Moje doswiadczenia sa zgola odwrotne ale zakladajac omawiana przez Ciebie sytuacje oczywiscie lepiej stosowac rozwiazania z shiftem. Przy czym w tym wypadku moim faworytem (o czym wyzej pisalem) jest 5d + 24tse



Tu nie chodzi o "bledy pomiarowe", czy ideal w korekcji. Chodzi o to, jak w dupe dostaje zdjecie. Chyba nie powiesz mi, ze zwezanie jednego obszaru, a rozciaganie czasami o nawet 30% innego -- nie wplywa na jakosc zdjecia? No chyba, ze Twoi klienci akceptuja taka "jakosc", to zmienia postac rzeczy... ;)

A to zalezy od priorytetow.
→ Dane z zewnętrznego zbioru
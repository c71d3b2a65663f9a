//! Prometheus 指标模块
//!
//! 基于 metrics crate 和 metrics-exporter-prometheus 实现指标收集与导出。
//! 指标通过独立的 HTTP 端口暴露，供 Prometheus 抓取。

use anyhow::Result;
use axum::{Router, routing::get};
use metrics_exporter_prometheus::{PrometheusBuilder, PrometheusHandle};
use std::net::SocketAddr;
use tokio::net::TcpListener;
use tracing::{error, info};

use super::ObservabilityConfig;

/// Metrics 资源守卫
///
/// 被丢弃时停止指标 HTTP 服务。
pub struct MetricsHandle {
    server_handle: tokio::task::JoinHandle<()>,
}

impl Drop for MetricsHandle {
    fn drop(&mut self) {
        self.server_handle.abort();
    }
}

/// 初始化 Prometheus 指标导出
///
/// 启动一个独立的 HTTP 服务器在指定端口暴露 `/metrics` 端点。
pub async fn init(service_name: &str, config: &ObservabilityConfig) -> Result<MetricsHandle> {
    let handle = PrometheusBuilder::new().install_recorder()?;

    describe_metrics(service_name);

    let addr = SocketAddr::from(([0, 0, 0, 0], config.metrics_port));
    let server_handle = start_metrics_server(addr, handle).await?;

    Ok(MetricsHandle { server_handle })
}

/// 描述对账相关指标，出现在 /metrics 的 HELP 注释中
fn describe_metrics(service_name: &str) {
    metrics::describe_counter!("accrual_lookups_total", "Total number of accrual lookups");
    metrics::describe_histogram!(
        "accrual_lookup_duration_seconds",
        "Accrual lookup duration in seconds"
    );

    metrics::describe_counter!(
        "ledger_orders_resolved_total",
        "Deposit orders moved to a terminal status"
    );

    metrics::describe_counter!(
        "reconciliation_passes_total",
        "Total number of reconciliation passes"
    );
    metrics::describe_histogram!(
        "reconciliation_pass_duration_seconds",
        "Reconciliation pass duration in seconds"
    );

    metrics::describe_gauge!(
        "worker_last_run_timestamp",
        "Unix timestamp of the last completed worker run"
    );

    metrics::counter!("service_starts_total", "service" => service_name.to_string()).increment(1);
}

async fn start_metrics_server(
    addr: SocketAddr,
    handle: PrometheusHandle,
) -> Result<tokio::task::JoinHandle<()>> {
    let app = Router::new()
        .route("/metrics", get(move || std::future::ready(handle.render())))
        .route("/health", get(|| async { "OK" }));

    let listener = TcpListener::bind(addr).await?;
    info!(%addr, "指标服务已监听");

    let server_handle = tokio::spawn(async move {
        if let Err(e) = axum::serve(listener, app).await {
            error!(error = %e, "指标服务异常退出");
        }
    });

    Ok(server_handle)
}

// ============================================================================
// 指标记录函数
// ============================================================================

/// 记录一次 accrual 查询
///
/// outcome 取值：resolved / pending / unknown / timeout / rate_limited / error
#[inline]
pub fn record_accrual_lookup(outcome: &str, duration_secs: f64) {
    metrics::counter!(
        "accrual_lookups_total",
        "outcome" => outcome.to_string()
    )
    .increment(1);

    metrics::histogram!(
        "accrual_lookup_duration_seconds",
        "outcome" => outcome.to_string()
    )
    .record(duration_secs);
}

/// 记录一笔入账订单进入终态
#[inline]
pub fn record_order_resolved(status: &str) {
    metrics::counter!(
        "ledger_orders_resolved_total",
        "status" => status.to_string()
    )
    .increment(1);
}

/// 记录一轮对账
#[inline]
pub fn record_reconciliation_pass(result: &str, duration_secs: f64) {
    metrics::counter!(
        "reconciliation_passes_total",
        "result" => result.to_string()
    )
    .increment(1);

    metrics::histogram!("reconciliation_pass_duration_seconds").record(duration_secs);
}

/// 更新工作器最近一次运行时间
#[inline]
pub fn set_worker_last_run(worker: &str) {
    let now = std::time::SystemTime::now()
        .duration_since(std::time::UNIX_EPOCH)
        .map(|d| d.as_secs_f64())
        .unwrap_or_default();

    metrics::gauge!(
        "worker_last_run_timestamp",
        "worker" => worker.to_string()
    )
    .set(now);
}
W sytuacji kiedy licza sie bledy pomiarowe i ideal korekcji na drugi plan schodza pewne niedoskonalosci korygowanych partii. Wszystko zalezy tez od wielkosci odbitki. Na zdjeciach o wielkosci 21x30 tego typu operacje najczesciej sa niezauwazalne.



A jakie ma to znaczenie? :) Korekcja perspektywy zdjecia budynku polega w wiekszosci na tym samym -- na drastycznej zmianie geometrii zdjecia, jakby nie patrzec -- zbudowanego ze skonczonych informacji. Ucinajac je w jednym miejscu, a sztucznie nabijajac w innym (niezaleznie w jakim programie to robisz), ma wplyw na jego jakosc.

Jak wyzej pisalem zalezy w jaki sposob ocenia sie jakosc i jakie sa priorytety. Jesli ocena jakosci polega sledzeniu cm po cm obrazu powiekszonego na 100% na monitorze to wtedy faktycznie wieksze korekty moga byc widoczne. Natomiast na odbitkach 21x30 czy nawet nieco wiekszych niekoniecznie bardzo rzuca sie to w oczy.